As the Medicare ACO program enters its fourth year and Part D celebrates its ninth year, the Centers for Medicare & Medicaid Services is investigating ways to marry the two programs to bring coordinated care and the concept of shared savings to Medicare drug benefits.

It's a tricky equation, as Medicare ACO payment models have not directly targeted prescription drugs and Part D is outside of the shared budget calculation used by CMS. But the federal agency is trawling the industry for innovative suggestions.

Questions include what factors pose barriers to effective collaborations? Are ACOs prepared to accept insurance risk, either as Part D sponsors or through contracting with pharmacy benefit managers? Do ACOs currently have access to enough data to accept full risk for Part D expenditures?
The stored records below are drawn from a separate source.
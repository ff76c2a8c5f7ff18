//! `embedded-hal` 1.0 adapters.
//!
//! [`PinPorts`] assembles the five port roles from individual digital pins so
//! the patterns run on any HAL, and [`HalDelay`] turns a
//! [`DelayNs`](embedded_hal::delay::DelayNs) provider into a [`Delay`].
//!
//! Pins are expected to be configured by the HAL before they are handed over;
//! [`PortAccess::configure`] is a no-op here. Pin errors are swallowed: a
//! failed output write leaves its bit cleared in the latched value, and a
//! failed input read counts as inactive (button released, switch off).

use crate::port::{PortAccess, PortConfig, PortId};
use crate::time::{Delay, Millis, TimeDuration};
use embedded_hal::delay::DelayNs;
use embedded_hal::digital::{InputPin, OutputPin};

/// Digital pins wired to the lab board peripherals.
///
/// Bit `n` of a port value maps to element `n` of the pin array. The buttons
/// map to bits 1 and 4, as on the LaunchPad.
pub struct PinPorts<LED, RGB, BTN, BANK, SW>
where
    LED: OutputPin,
    RGB: OutputPin,
    BTN: InputPin,
    BANK: OutputPin,
    SW: InputPin,
{
    red_led: LED,
    rgb_led: [RGB; 3],
    buttons: [BTN; 2],
    bank: [BANK; 8],
    switches: [SW; 4],
    latched: [u8; 5],
}

impl<LED, RGB, BTN, BANK, SW> PinPorts<LED, RGB, BTN, BANK, SW>
where
    LED: OutputPin,
    RGB: OutputPin,
    BTN: InputPin,
    BANK: OutputPin,
    SW: InputPin,
{
    /// Creates the port set.
    ///
    /// * `rgb_led` - red, green, blue channel pins
    /// * `buttons` - button 1, button 2 (active-low)
    /// * `bank` - Pmod 8LD pins LD0-LD7
    /// * `switches` - Pmod SWT pins SW1-SW4
    pub fn new(
        red_led: LED,
        rgb_led: [RGB; 3],
        buttons: [BTN; 2],
        bank: [BANK; 8],
        switches: [SW; 4],
    ) -> Self {
        Self {
            red_led,
            rgb_led,
            buttons,
            bank,
            switches,
            latched: [0; 5],
        }
    }

    /// Consumes the port set and returns the pins.
    #[allow(clippy::type_complexity)]
    pub fn release(self) -> (LED, [RGB; 3], [BTN; 2], [BANK; 8], [SW; 4]) {
        (
            self.red_led,
            self.rgb_led,
            self.buttons,
            self.bank,
            self.switches,
        )
    }

    fn latch(&mut self, port: PortId) -> &mut u8 {
        let slot = match port {
            PortId::RedLed => 0,
            PortId::RgbLed => 1,
            PortId::Buttons => 2,
            PortId::LedBank => 3,
            PortId::Switches => 4,
        };
        &mut self.latched[slot]
    }
}

fn drive<O: OutputPin>(pins: &mut [O], value: u8) -> u8 {
    let mut written = 0;
    for (bit, pin) in pins.iter_mut().enumerate() {
        let high = value & (1 << bit) != 0;
        let result = if high { pin.set_high() } else { pin.set_low() };
        if result.is_ok() && high {
            written |= 1 << bit;
        }
    }
    written
}

fn sample<I: InputPin>(pins: &mut [I], bits: &[u8], on_error: bool) -> u8 {
    let mut value = 0;
    for (pin, &bit) in pins.iter_mut().zip(bits) {
        if pin.is_high().unwrap_or(on_error) {
            value |= 1 << bit;
        }
    }
    value
}

impl<LED, RGB, BTN, BANK, SW> PortAccess for PinPorts<LED, RGB, BTN, BANK, SW>
where
    LED: OutputPin,
    RGB: OutputPin,
    BTN: InputPin,
    BANK: OutputPin,
    SW: InputPin,
{
    fn configure(&mut self, _port: PortId, _config: PortConfig) {}

    fn read_input(&mut self, port: PortId) -> u8 {
        match port {
            PortId::Buttons => sample(&mut self.buttons, &[1, 4], true),
            PortId::Switches => sample(&mut self.switches, &[0, 1, 2, 3], false),
            other => *self.latch(other),
        }
    }

    fn read_output(&mut self, port: PortId) -> u8 {
        *self.latch(port)
    }

    fn write_output(&mut self, port: PortId, value: u8) {
        let masked = value & port.mask();
        let written = match port {
            PortId::RedLed => drive(core::slice::from_mut(&mut self.red_led), masked),
            PortId::RgbLed => drive(&mut self.rgb_led, masked),
            PortId::LedBank => drive(&mut self.bank, masked),
            PortId::Buttons | PortId::Switches => return,
        };
        *self.latch(port) = written;
    }
}

/// Adapts an `embedded-hal` delay provider.
pub struct HalDelay<T: DelayNs> {
    inner: T,
}

impl<T: DelayNs> HalDelay<T> {
    /// Wraps a delay provider.
    pub fn new(inner: T) -> Self {
        Self { inner }
    }

    /// Returns the wrapped provider.
    pub fn release(self) -> T {
        self.inner
    }
}

impl<T: DelayNs> Delay<Millis> for HalDelay<T> {
    fn delay(&mut self, duration: Millis) {
        self.inner.delay_ms(duration.as_millis() as u32);
    }
}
This has been an ongoing search for CMS. The agency sought industry input on Part D ACOs through a request for information in December 2013, and asked again in October 2014 how value-based programs can work for Medicare Advantage and Part D. In October, CMS officials were at the annual Medicare/Medicaid conference hosted by America's Health Insurance Plans in Washington, D.C., praising the progress made by Part D plans and ACOs. For their part, ACOs produced savings of more than $380 million during the first year of the Medicare Shared Savings Program and Pioneers program. Part D is expected to grow to 53 million lives by 2018, up from the current figure of 41 million.

Before the ACO concept can be applied to Part D benefits, there are issues that need to be ironed out. As my HealthLeaders-InterStudy colleague Jane DuBose pointed out in her Sept. 25 blog, results for Medicare Shared Savings ACOs have been mixed at best, as only one in four saved enough money on patient care in year one to share in savings with the federal government.
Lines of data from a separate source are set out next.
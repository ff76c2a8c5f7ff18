//! Time abstraction traits for platform-agnostic blocking delays.

/// Trait abstraction for duration types.
pub trait TimeDuration: Copy + PartialEq {
    /// Zero duration constant.
    const ZERO: Self;

    /// Converts duration to milliseconds.
    fn as_millis(&self) -> u64;

    /// Creates duration from milliseconds.
    fn from_millis(millis: u64) -> Self;
}

/// Trait for blocking delays.
///
/// Implement this for your timer (busy-wait loop, SysTick, HAL delay) to pace
/// the display patterns. Test suites substitute a virtual clock.
pub trait Delay<D: TimeDuration> {
    /// Blocks for the given duration.
    fn delay(&mut self, duration: D);
}

/// Millisecond duration used by the bundled backends.
#[derive(Debug, Clone, Copy, PartialEq, Eq, PartialOrd, Ord, Hash, Default)]
#[cfg_attr(feature = "defmt", derive(defmt::Format))]
pub struct Millis(pub u32);

impl TimeDuration for Millis {
    const ZERO: Self = Millis(0);

    #[inline]
    fn as_millis(&self) -> u64 {
        self.0 as u64
    }

    #[inline]
    fn from_millis(millis: u64) -> Self {
        Millis(millis.min(u32::MAX as u64) as u32)
    }
}
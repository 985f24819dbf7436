//! Configuration for the storage manager

/// Storage manager configuration.
#[derive(Debug, Clone)]
pub struct Config {
    /// Flush the medium durably on every commit. Turning this off trades
    /// power-loss durability for throughput; only transient deployments
    /// should consider it.
    pub sync_writes: bool,
    /// Run a quick integrity verification when opening the store
    pub verify_on_open: bool,
    /// Upper bound for one block's data allocation (bytes)
    pub max_block_bytes: usize,
}

impl Config {
    /// Validate all configuration parameters
    pub fn validate(&self) -> Result<(), String> {
        if self.max_block_bytes < 64 {
            return Err("max_block_bytes must be >= 64".into());
        }
        if self.max_block_bytes > 1024 * 1024 * 1024 {
            return Err("max_block_bytes must be <= 1GB".into());
        }
        Ok(())
    }
}

impl Default for Config {
    fn default() -> Self {
        Self {
            sync_writes: true,
            verify_on_open: false,
            max_block_bytes: 16 * 1024 * 1024,
        }
    }
}

#[cfg(test)]
mod tests {
    use super::*;

    #[test]
    fn test_default_is_valid() {
        assert!(Config::default().validate().is_ok());
    }

    #[test]
    fn test_rejects_out_of_range_limit() {
        let mut config = Config::default();
        config.max_block_bytes = 1;
        assert!(config.validate().is_err());

        config.max_block_bytes = 2 * 1024 * 1024 * 1024;
        assert!(config.validate().is_err());
    }
}
//! Durable sync — the strongest flush each platform offers
//!
//! A commit is only a commit once its bytes survive power loss. Plain
//! `fsync` is not that guarantee everywhere: macOS flushes no further than
//! the drive's volatile cache unless asked harder. This maps one call to
//! the right primitive per platform.

use std::fs::File;
use std::io;

/// Block until the file's data is on persistent media.
///
/// - Linux: `fdatasync()` — data without metadata, sufficient for a
///   fixed-size container that never changes length on the write path
/// - macOS/iOS: `fcntl(F_FULLFSYNC)` — the only call that reaches the
///   physical media on Apple platforms
/// - Windows: `FlushFileBuffers()`
/// - elsewhere: `File::sync_data()`
pub fn durable_sync(file: &File) -> io::Result<()> {
    #[cfg(target_os = "linux")]
    {
        use std::os::unix::io::AsRawFd;
        let fd = file.as_raw_fd();
        // SAFETY: fdatasync operates on the open descriptor borrowed from
        // a live File; no memory is touched.
        let result = unsafe { libc::fdatasync(fd) };
        if result == 0 {
            Ok(())
        } else {
            Err(io::Error::last_os_error())
        }
    }

    #[cfg(any(target_os = "macos", target_os = "ios"))]
    {
        use std::os::unix::io::AsRawFd;
        let fd = file.as_raw_fd();
        // SAFETY: fcntl(F_FULLFSYNC) operates on the open descriptor
        // borrowed from a live File.
        let result = unsafe { libc::fcntl(fd, libc::F_FULLFSYNC) };
        if result == 0 {
            Ok(())
        } else {
            Err(io::Error::last_os_error())
        }
    }

    #[cfg(target_os = "windows")]
    {
        use std::os::windows::io::AsRawHandle;
        use winapi::um::fileapi::FlushFileBuffers;
        let handle = file.as_raw_handle();
        // SAFETY: FlushFileBuffers operates on the open handle borrowed
        // from a live File.
        let result = unsafe { FlushFileBuffers(handle as *mut _) };
        if result != 0 {
            Ok(())
        } else {
            Err(io::Error::last_os_error())
        }
    }

    #[cfg(not(any(
        target_os = "linux",
        target_os = "macos",
        target_os = "ios",
        target_os = "windows"
    )))]
    {
        file.sync_data()
    }
}

#[cfg(test)]
mod tests {
    use super::*;
    use std::io::Write;

    #[test]
    fn test_durable_sync_on_written_file() {
        let mut file = tempfile::NamedTempFile::new().unwrap();
        file.write_all(b"bytes that must outlive the power supply").unwrap();
        durable_sync(file.as_file()).unwrap();
    }
}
Nevertheless, the intentions are clear that CMS intends to move forward with testing the model with Part D plans. While PDP sponsors have demonstrated some success in promoting medication adherence and improving drug therapy management, the agency says it's interested in learning whether additional flexibility could further control costs. Already under consideration is a PDP model that will test the impact of robust medication therapy management programs that effectively target Part D beneficiaries and better coordinate care.

CMS has actively been linking fee-for-service payments for value while shifting towards population management models. Testing ACOs with MA-PD and standalone plans fits with this progression. Despite mixed results on the performance of ACOs thus far CMS continues to move forward advancing alternative strategies to fee for service.